What was to be done? she could not stand there, gazing about her; and there seemed no place to sit down, and nowhere to go. Where could father be? Why had he not stayed at home to welcome his little girl? or if too busy for that, surely the mother could have stayed, and he must have left a message for her.

If the little girls would only be good and try to tell her what all this strangeness meant! She made another effort to get into their confidence. She bent toward Susie, smiling as brightly as she could, and said: "Didn't you know, little girlie, that I was your sister Nettie? I have come home to play with you and help you have a nice time."

Even while she said it, she felt ten years older than she ever had before, and she wondered if she should ever play anything again; and if it could be possible for people to have nice times who lived in such a house as this. But Susie was in no sense won, and scowled harder than ever, as she said in a suspicious tone: "I ain't got no sister Nettie, only Sate, and Nan."

Hot as the room was, the neat little girl shivered. There was something dreadful to her in the sound of that name. She had forgotten that she ever used to hear it; she remembered her father as having called her 'Nannie'; that would do very well, though it was not so pleasant to her as the 'Nettie' to which she had been answering for seven years.

But how strange and sad it was that these little sisters should have been taught to call her Nan! could there be a more hateful name than that, she wondered. Did it mean that her step-mother hated her, and had taught the children to do so? She swallowed at the lump in her throat. What if she should cry! what would those children say or do, and what would happen next? she must try to explain.

"I am Nannie," she couldn't make her lips say the word Nan. "I have come home to live, and to help you!" She did not feel like saying "play with you," now. "Will you be a good girl, and let me love you?"
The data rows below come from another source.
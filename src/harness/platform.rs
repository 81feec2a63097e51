//! Network namespace and link capabilities
//!
//! The orchestrator only talks to [`NetPlatform`]; [`IpPlatform`] implements
//! it with iproute2 and `setns(2)`.

use std::ffi::OsString;
use std::path::{Path, PathBuf};
use std::process::Stdio;

use async_trait::async_trait;
use tokio::process::Command;

use crate::common::{Error, Result};
use crate::fixture::Address;

/// Platform operations needed to build and tear down a test environment
#[async_trait]
pub trait NetPlatform: Send + Sync {
    async fn create_namespace(&self, name: &str) -> Result<()>;

    async fn delete_namespace(&self, name: &str) -> Result<()>;

    /// Create a veth pair with `peer` moved into `netns`, and bring `host` up
    async fn add_veth_pair(&self, host: &str, peer: &str, netns: &str) -> Result<()>;

    /// Set the MAC address of a link inside `netns`
    async fn set_mac(&self, netns: &str, link: &str, mac: &str) -> Result<()>;

    /// Delete a host-side link (removes its veth peer as well)
    async fn delete_link(&self, name: &str) -> Result<()>;

    async fn add_address(&self, link: &str, addr: &Address) -> Result<()>;

    /// Mount a spare sysfs at `target`
    async fn mount_sysfs(&self, target: &Path) -> Result<()>;

    async fn unmount(&self, target: &Path) -> Result<()>;

    /// Arrange for `cmd` to run inside `netns`
    fn enter_namespace(&self, cmd: &mut Command, netns: &str) -> Result<()>;

    /// Argument prefix for programs that must be started through the
    /// namespace exec wrapper so that `/sys` is remounted for them
    fn exec_wrapper(&self, netns: &str) -> Vec<OsString>;
}

/// [`NetPlatform`] backed by the `ip` tool
#[derive(Debug, Clone)]
pub struct IpPlatform {
    ip: PathBuf,
}

impl IpPlatform {
    pub fn new(ip: PathBuf) -> Self {
        Self { ip }
    }

    async fn ip(&self, operation: &str, args: &[&str]) -> Result<()> {
        let mut cmd = Command::new(&self.ip);
        cmd.args(args);
        run_checked(cmd, operation).await
    }
}

/// Run a command to completion, turning a non-zero exit into an error
async fn run_checked(mut cmd: Command, operation: &str) -> Result<()> {
    tracing::debug!("{}: {:?}", operation, cmd.as_std());
    let output = cmd
        .stdin(Stdio::null())
        .output()
        .await
        .map_err(|e| Error::platform(operation, e.to_string()))?;

    if output.status.success() {
        Ok(())
    } else {
        Err(Error::platform(
            operation,
            String::from_utf8_lossy(&output.stderr).trim().to_string(),
        ))
    }
}

#[async_trait]
impl NetPlatform for IpPlatform {
    async fn create_namespace(&self, name: &str) -> Result<()> {
        self.ip("create namespace", &["netns", "add", name]).await
    }

    async fn delete_namespace(&self, name: &str) -> Result<()> {
        self.ip("delete namespace", &["netns", "delete", name]).await
    }

    async fn add_veth_pair(&self, host: &str, peer: &str, netns: &str) -> Result<()> {
        self.ip(
            "add veth pair",
            &["link", "add", host, "type", "veth", "peer", "name", peer, "netns", netns],
        )
        .await?;
        self.ip("set link up", &["link", "set", "dev", host, "up"]).await
    }

    async fn set_mac(&self, netns: &str, link: &str, mac: &str) -> Result<()> {
        self.ip(
            "set mac address",
            &["-n", netns, "link", "set", "dev", link, "address", mac],
        )
        .await
    }

    async fn delete_link(&self, name: &str) -> Result<()> {
        self.ip("delete link", &["link", "del", "dev", name]).await
    }

    async fn add_address(&self, link: &str, addr: &Address) -> Result<()> {
        let cidr = addr.to_string();
        self.ip("add address", &["addr", "add", &cidr, "dev", link]).await
    }

    async fn mount_sysfs(&self, target: &Path) -> Result<()> {
        let mut cmd = Command::new("mount");
        cmd.args(["-t", "sysfs", "none"]).arg(target);
        run_checked(cmd, "mount sysfs").await
    }

    async fn unmount(&self, target: &Path) -> Result<()> {
        let mut cmd = Command::new("umount");
        cmd.arg(target);
        run_checked(cmd, "unmount").await
    }

    #[cfg(target_os = "linux")]
    fn enter_namespace(&self, cmd: &mut Command, netns: &str) -> Result<()> {
        use std::os::fd::AsRawFd;

        let path = Path::new("/run/netns").join(netns);
        let ns = std::fs::File::open(&path)
            .map_err(|e| Error::platform("open namespace", format!("{}: {}", path.display(), e)))?;

        // SAFETY: setns is async-signal-safe; the closure only touches the
        // namespace fd it owns.
        unsafe {
            cmd.pre_exec(move || {
                if libc::setns(ns.as_raw_fd(), libc::CLONE_NEWNET) != 0 {
                    return Err(std::io::Error::last_os_error());
                }
                Ok(())
            });
        }
        Ok(())
    }

    #[cfg(not(target_os = "linux"))]
    fn enter_namespace(&self, _cmd: &mut Command, _netns: &str) -> Result<()> {
        Err(Error::platform(
            "enter namespace",
            "network namespaces are only supported on Linux",
        ))
    }

    fn exec_wrapper(&self, netns: &str) -> Vec<OsString> {
        vec![
            self.ip.clone().into_os_string(),
            "netns".into(),
            "exec".into(),
            netns.into(),
        ]
    }
}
How Susie scowled at her then! "No," she said, firmly, "I won't."

There seemed to be no truthful answer to make to this, for in the bottom of her heart, Nannie did not believe that she could. Still, she must make the best of it, and she began slowly to draw off her gloves. Clearly she must do something towards getting herself settled.

"Won't you tell me where father is? or mother?" her voice faltered a little over that word; "maybe you can show me where to put my trunk; do you know which is to be my room?"